- [Work item]: Among the entries, find each line that includes the string "match" and list it.

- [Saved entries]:
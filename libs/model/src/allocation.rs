//! Allocation records and the inputs that produce them.

use chrono::NaiveDate;
use serde::{Deserialize, Deserializer, Serialize};
use serde_json::{Map, Value};

use crate::{Shift, StaffNumber, ValidationError, WardNumber};

/// Storage column names for allocation rows.
pub mod columns {
    pub const STAFF_NUMBER: &str = "staffnumber";
    pub const WARD_NUMBER: &str = "wardnumber";
    pub const SHIFT: &str = "shift";
    pub const WEEK: &str = "week";
}

// =============================================================================
// AllocationRecord
// =============================================================================

/// A staff member assigned to a ward for a shift and rota week.
///
/// `staff_number` is the unique key; at most one record exists per staff member.
#[derive(Debug, Clone, PartialEq, Eq, Serialize, Deserialize)]
pub struct AllocationRecord {
    #[serde(rename = "staffnumber")]
    pub staff_number: StaffNumber,

    #[serde(rename = "wardnumber")]
    pub ward_number: WardNumber,

    pub shift: Shift,

    /// First day of the rota week, if one was given.
    #[serde(default, deserialize_with = "deserialize_week")]
    pub week: Option<NaiveDate>,
}

impl AllocationRecord {
    /// Creates a record from already-validated parts.
    pub fn new(
        staff_number: StaffNumber,
        ward_number: WardNumber,
        shift: Shift,
        week: Option<NaiveDate>,
    ) -> Self {
        Self {
            staff_number,
            ward_number,
            shift,
            week,
        }
    }

    /// Applies non-key changes in place. The staff number never changes.
    pub fn apply(&mut self, changes: &AllocationChanges) {
        self.ward_number = changes.ward_number.clone();
        self.shift = changes.shift;
        self.week = changes.week;
    }

    /// Converts the record into a storage row.
    pub fn to_row(&self) -> Result<Map<String, Value>, serde_json::Error> {
        into_object(serde_json::to_value(self)?)
    }

    /// Reads a record from a storage row. Unknown columns are ignored.
    pub fn from_row(row: Map<String, Value>) -> Result<Self, serde_json::Error> {
        serde_json::from_value(Value::Object(row))
    }
}

// =============================================================================
// AllocationChanges
// =============================================================================

/// The non-key fields written by an update.
#[derive(Debug, Clone, PartialEq, Eq, Serialize, Deserialize)]
pub struct AllocationChanges {
    #[serde(rename = "wardnumber")]
    pub ward_number: WardNumber,

    pub shift: Shift,

    #[serde(default, deserialize_with = "deserialize_week")]
    pub week: Option<NaiveDate>,
}

impl AllocationChanges {
    pub fn new(ward_number: WardNumber, shift: Shift, week: Option<NaiveDate>) -> Self {
        Self {
            ward_number,
            shift,
            week,
        }
    }

    /// Validates the non-key fields of a draft. The draft's staff number is ignored.
    pub fn from_draft(draft: &AllocationDraft) -> Result<Self, ValidationError> {
        let mut missing = Vec::new();
        if draft.ward_number.trim().is_empty() {
            missing.push(columns::WARD_NUMBER);
        }
        if draft.shift.trim().is_empty() {
            missing.push(columns::SHIFT);
        }
        if !missing.is_empty() {
            return Err(ValidationError::MissingFields(missing));
        }

        Ok(Self {
            ward_number: draft.ward_number.parse()?,
            shift: draft.shift.parse()?,
            week: parse_week(&draft.week)?,
        })
    }

    /// Converts the changes into a partial storage row.
    pub fn to_row(&self) -> Result<Map<String, Value>, serde_json::Error> {
        into_object(serde_json::to_value(self)?)
    }
}

impl From<&AllocationRecord> for AllocationChanges {
    fn from(record: &AllocationRecord) -> Self {
        Self {
            ward_number: record.ward_number.clone(),
            shift: record.shift,
            week: record.week,
        }
    }
}

// =============================================================================
// AllocationDraft
// =============================================================================

/// Raw, unvalidated allocation input as typed into a form.
#[derive(Debug, Clone, Default, PartialEq, Eq, Serialize, Deserialize)]
pub struct AllocationDraft {
    pub staff_number: String,
    pub ward_number: String,
    pub shift: String,
    pub week: String,
}

impl AllocationDraft {
    pub fn new(
        staff_number: impl Into<String>,
        ward_number: impl Into<String>,
        shift: impl Into<String>,
        week: impl Into<String>,
    ) -> Self {
        Self {
            staff_number: staff_number.into(),
            ward_number: ward_number.into(),
            shift: shift.into(),
            week: week.into(),
        }
    }

    /// Prefills a draft from an existing record, for editing.
    pub fn from_record(record: &AllocationRecord) -> Self {
        Self {
            staff_number: record.staff_number.to_string(),
            ward_number: record.ward_number.to_string(),
            shift: record.shift.to_string(),
            week: record
                .week
                .map(|week| week.format("%Y-%m-%d").to_string())
                .unwrap_or_default(),
        }
    }

    /// Validates the draft into a record.
    ///
    /// All missing required fields are reported together; shift and week
    /// format errors are reported after that.
    pub fn validate(&self) -> Result<AllocationRecord, ValidationError> {
        let mut missing = Vec::new();
        if self.staff_number.trim().is_empty() {
            missing.push(columns::STAFF_NUMBER);
        }
        if self.ward_number.trim().is_empty() {
            missing.push(columns::WARD_NUMBER);
        }
        if self.shift.trim().is_empty() {
            missing.push(columns::SHIFT);
        }
        if !missing.is_empty() {
            return Err(ValidationError::MissingFields(missing));
        }

        Ok(AllocationRecord {
            staff_number: self.staff_number.parse()?,
            ward_number: self.ward_number.parse()?,
            shift: self.shift.parse()?,
            week: parse_week(&self.week)?,
        })
    }
}

// =============================================================================
// WardStaff
// =============================================================================

/// A staff entry returned by the ward lookup aggregation.
///
/// The aggregation may project only some columns, so everything but the
/// staff number is optional.
#[derive(Debug, Clone, PartialEq, Eq, Serialize, Deserialize)]
pub struct WardStaff {
    #[serde(rename = "staffnumber", alias = "staff_number")]
    pub staff_number: StaffNumber,

    #[serde(
        rename = "wardnumber",
        alias = "ward_number",
        default,
        skip_serializing_if = "Option::is_none"
    )]
    pub ward_number: Option<WardNumber>,

    #[serde(default, skip_serializing_if = "Option::is_none")]
    pub shift: Option<Shift>,

    #[serde(
        default,
        deserialize_with = "deserialize_week",
        skip_serializing_if = "Option::is_none"
    )]
    pub week: Option<NaiveDate>,
}

impl WardStaff {
    /// Reads a lookup entry from a storage row.
    pub fn from_row(row: Map<String, Value>) -> Result<Self, serde_json::Error> {
        serde_json::from_value(Value::Object(row))
    }
}

impl From<AllocationRecord> for WardStaff {
    fn from(record: AllocationRecord) -> Self {
        Self {
            staff_number: record.staff_number,
            ward_number: Some(record.ward_number),
            shift: Some(record.shift),
            week: record.week,
        }
    }
}

// =============================================================================
// Helpers
// =============================================================================

/// Parses an optional rota week. Empty input means no week.
fn parse_week(raw: &str) -> Result<Option<NaiveDate>, ValidationError> {
    let trimmed = raw.trim();
    if trimmed.is_empty() {
        return Ok(None);
    }
    parse_date(trimmed)
        .map(Some)
        .ok_or_else(|| ValidationError::InvalidWeek(trimmed.to_string()))
}

/// Accepts `YYYY-MM-DD`, or a timestamp whose date part is `YYYY-MM-DD`.
fn parse_date(s: &str) -> Option<NaiveDate> {
    let date_part = s.split_once('T').map_or(s, |(date, _)| date);
    NaiveDate::parse_from_str(date_part, "%Y-%m-%d").ok()
}

fn deserialize_week<'de, D>(deserializer: D) -> Result<Option<NaiveDate>, D::Error>
where
    D: Deserializer<'de>,
{
    let raw: Option<String> = Option::deserialize(deserializer)?;
    match raw.as_deref().map(str::trim) {
        None | Some("") => Ok(None),
        Some(s) => parse_date(s)
            .map(Some)
            .ok_or_else(|| serde::de::Error::custom(format!("invalid rota week '{s}'"))),
    }
}

fn into_object(value: Value) -> Result<Map<String, Value>, serde_json::Error> {
    match value {
        Value::Object(map) => Ok(map),
        other => Err(serde::de::Error::custom(format!(
            "expected a JSON object, got {other}"
        ))),
    }
}
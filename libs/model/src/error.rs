//! Error types for allocation input validation.

use thiserror::Error;

/// Errors raised while turning raw input into typed allocation values.
///
/// Validation always happens before any store call.
#[derive(Debug, Error, Clone, PartialEq, Eq)]
pub enum ValidationError {
    /// A single required field was empty.
    #[error("{0} is required")]
    MissingField(&'static str),

    /// Several required fields were empty.
    #[error("missing required fields: {}", .0.join(", "))]
    MissingFields(Vec<&'static str>),

    /// The shift is not one of Morning, Late or Night.
    #[error("invalid shift '{0}': expected Morning, Late or Night")]
    InvalidShift(String),

    /// The rota week is not a `YYYY-MM-DD` date.
    #[error("invalid rota week '{0}': expected YYYY-MM-DD")]
    InvalidWeek(String),
}

impl ValidationError {
    /// Names of the fields that were missing, if this is a missing-field error.
    pub fn missing_fields(&self) -> &[&'static str] {
        match self {
            ValidationError::MissingField(field) => std::slice::from_ref(field),
            ValidationError::MissingFields(fields) => fields,
            _ => &[],
        }
    }
}
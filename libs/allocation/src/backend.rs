//! Store construction from configuration.

use std::sync::Arc;

use anyhow::{Context, Result};
use tracing::info;
use wardrota_model::columns;
use wardrota_store::{MemoryStore, PgStore, RestStore, TableStore};

use crate::{schema, ward_lookup, Backend, Config};

/// Connect to the configured store backend.
pub async fn connect(config: &Config) -> Result<Arc<dyn TableStore>> {
    info!(backend = ?config.backend, table = %config.allocation_table, "Connecting allocation store");

    let store: Arc<dyn TableStore> = match config.backend {
        Backend::Rest => {
            let store = RestStore::new(&config.rest_config()?)
                .context("Failed to create REST store client")?;
            Arc::new(store)
        }
        Backend::Postgres => {
            let store = PgStore::connect(&config.database)
                .await
                .context("Failed to connect to database")?;
            store.ping().await.context("Database is not answering queries")?;
            if config.run_migrations {
                schema::run_migrations(&store)
                    .await
                    .context("Failed to run migrations")?;
            }
            Arc::new(store)
        }
        Backend::Memory => Arc::new(memory_store(config)),
    };

    Ok(store)
}

/// An in-memory store with the allocation table's unique key and the ward
/// lookup procedure installed.
pub fn memory_store(config: &Config) -> MemoryStore {
    let store = MemoryStore::new().with_unique(&config.allocation_table, columns::STAFF_NUMBER);
    ward_lookup::register_memory_procedure(
        &store,
        &config.allocation_table,
        &config.ward_lookup_procedure,
    );
    store
}

#[cfg(test)]
mod tests {
    use super::*;

    #[tokio::test]
    async fn test_connect_memory_backend() {
        let config = Config {
            backend: Backend::Memory,
            ..Config::default()
        };
        let store = connect(&config).await.unwrap();
        assert_eq!(store.backend(), "memory");
    }

    #[tokio::test]
    async fn test_connect_rest_requires_key() {
        let config = Config::default();
        assert!(connect(&config).await.is_err());

        let config = Config {
            api_key: Some("anon".to_string()),
            ..Config::default()
        };
        let store = connect(&config).await.unwrap();
        assert_eq!(store.backend(), "rest");
    }
}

- [Exercise response]:
    match raw.as_deref().map(str::trim) {
    match value {
        match self {
    let store: Arc<dyn TableStore> = match config.backend {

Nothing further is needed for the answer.